Wirtschaft : Der Himmel ist die Grenze

In Manhattan werden Rekordpreise für Wohnungen gezahlt – obwohl Experten schon lange vor einer Immobilienblase warnen

Walter Pfaeffle

New York - Die Immobilienfirma Halstead Property verteilte an ihre Makler kürzlich Kopien einer 2003 veröffentlichten Titelstory, in der das Magazin „New Yorker“ fragt: „Wird die Blase platzen?“ Klugerweise blieb die Zeitschrift ihren Lesern die Antwort schuldig. „Lesen Sie weiter und suchen Sie sich die Antwort aus, die ihrem ,Angst’-Level am nächsten kommt“, hieß es. Seit Jahren sagen Experten den Absturz der Preise für Wohnimmobilien in den USA voraus, doch der Boom hält an.

In Manhattan – aus Käufersicht der begehrteste der fünf New Yorker Stadtteile – haben Wohnimmobilien auch im Frühjahr wieder Rekordpreise erzielt, melden Halstead und andere Maklerfirmen. Selbst Kleinstwohnungen sind begehrt wie nie zuvor. So verflucht etwa der Geschäftsmann Pete Johnson den Tag im Jahre 1996, als er sein 30 Quadratmeter großes Studio-Apartment an der Upper East Side für 80000 Dollar verkaufte. Heute kosten Ein-Zimmer- Wohnungen in der Gegend etwa 350000 Dollar. Johnsons Trost: Er hat damals mit dem Erlös die Hypothek auf seiner schräg gegenüberliegenden und gut dreimal größeren Eigentumswohnung abgezahlt.

Die Hochkonjunktur treibt die Preise für Wohnungen und Häuser aller Größenordnungen – in New York wie in vielen Städten der USA. Halsteads Schwestergesellschaft Brown Harris Stevens hat für Wohnimmobilien in Manhattan im zweiten Quartal 2005 einen Durchschnittspreis von 1,28 Millionen Dollar errechnet. Das sind neun Prozent mehr als im ersten Vierteljahr und 30 Prozent mehr im Vergleich zum zweiten Quartal 2004. „Solange die Hypothekenzinsen niedrig sind und die Nachfrage das Angebot übersteigt, kann von einer Spekulationsblase nicht die Rede sein“, sagte Brown-Harris-Stevens-Volkswirt Gregory Heim auf einem Symposium.

„Uns fehlt das Produkt“, klagen Makler aller Firmen, womit sie den Mangel an Wohnimmobilien meinen, die zum Verkauf stehen.
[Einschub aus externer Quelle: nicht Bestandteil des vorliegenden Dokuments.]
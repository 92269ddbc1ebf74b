//! Deferred completion of accumulated query job handles.
//!
//! Hosts that schedule work across a frame usually do not want to complete
//! each [`QueryJobHandle`] at its call site; they gather handles as systems
//! run and settle all of them at a frame boundary. [`CompletionGate`] is
//! that collection point: handles go in during the frame, one
//! [`complete_all`](CompletionGate::complete_all) at the boundary waits
//! them out and releases their pins.
//!
//! Dropping a non-empty gate completes everything it still holds, so a
//! gate that goes out of scope early cannot leak pinned memory.

use crate::bridge::schedule::QueryJobHandle;


/// A collection of aggregate handles completed together.
#[derive(Default)]
pub struct CompletionGate {
    handles: Vec<QueryJobHandle>,
}

impl CompletionGate {
    /// Creates an empty gate.
    pub fn new() -> Self {
        Self::default()
    }

    /// Adds a handle to be completed at the next `complete_all`.
    pub fn add(&mut self, handle: QueryJobHandle) {
        self.handles.push(handle);
    }

    /// Completes every held handle and empties the gate.
    ///
    /// Blocks until all held work has finished; every pin behind the held
    /// handles is released. Calling on an empty gate is a no-op.
    pub fn complete_all(&mut self) {
        for mut handle in self.handles.drain(..) {
            handle.complete();
        }
    }

    /// Number of handles currently held.
    pub fn len(&self) -> usize {
        self.handles.len()
    }

    /// Returns `true` if the gate holds no handles.
    pub fn is_empty(&self) -> bool {
        self.handles.is_empty()
    }
}

impl Drop for CompletionGate {
    fn drop(&mut self) {
        self.complete_all();
    }
}

impl std::fmt::Debug for CompletionGate {
    fn fmt(&self, f: &mut std::fmt::Formatter<'_>) -> std::fmt::Result {
        f.debug_struct("CompletionGate")
            .field("held", &self.handles.len())
            .finish()
    }
}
Branchenexperten begründen den Nachfrageboom zusätzlich mit dem steigenden Einkommen der Amerikaner und ihrem größeren Vertrauen in die wirtschaftliche Zukunft. „Wer auf ein Abkühlen der Preise gewartet hat, wartet seit langem“, sagt Heym. Die fundamentalen Daten der Wirtschaft, „die schon letztes Jahr robust waren, haben sich sogar verbessert“. Landesweit sind die Preise für Wohnimmobilien im April – neuere Zahlen liegen nicht vor – gegenüber dem Vorjahresmonat um 18,4 Prozent gestiegen, berichtet die National Association of Realtors.

Selbst US-Notenbank-Chef Alan Greenspan macht sich keine Sorgen über eine neue Blase auf dem Immobilienmarkt. Nur auf einigen lokalen Märkten der USA sei etwas „Schaum“ zu beobachten, nicht aber auf Landesebene, sagte er. Auf dem US-Immobilienmarkt hat es seit drei Jahrzehnten keinen mit dem Aktienmarkt vergleichbaren Preissturz gegeben. Häuser und Wohnungen können nicht so schnell verkauft werden wie Wertpapiere, und Verkäufer ziehen Immobilien häufig zurück, wenn sie den gewünschten Preis nicht erhalten. Die Gefahr für die Gesamtwirtschaft im Falle sinkender Immobilienpreise ist nach Einschätzung von Experten deshalb gering.

Es sieht nicht so aus, als ob eine Abkühlung der Wohnimmobilienpreise unmittelbar bevorsteht. Neunmal hat die US-Notenbank die kurzfristigen Zinsen erhöht, zuletzt auf 3,25 Prozent. Die langfristigen Zinsen und damit auch Hypotheken sind in dieser Zeit gesunken. Und Kreditgeber offerieren riskante Finanzierungsarten, um den Boom aufrechtzuerhalten. Das Neueste sind Hypotheken, die erst nach fünf Jahren verzinst werden.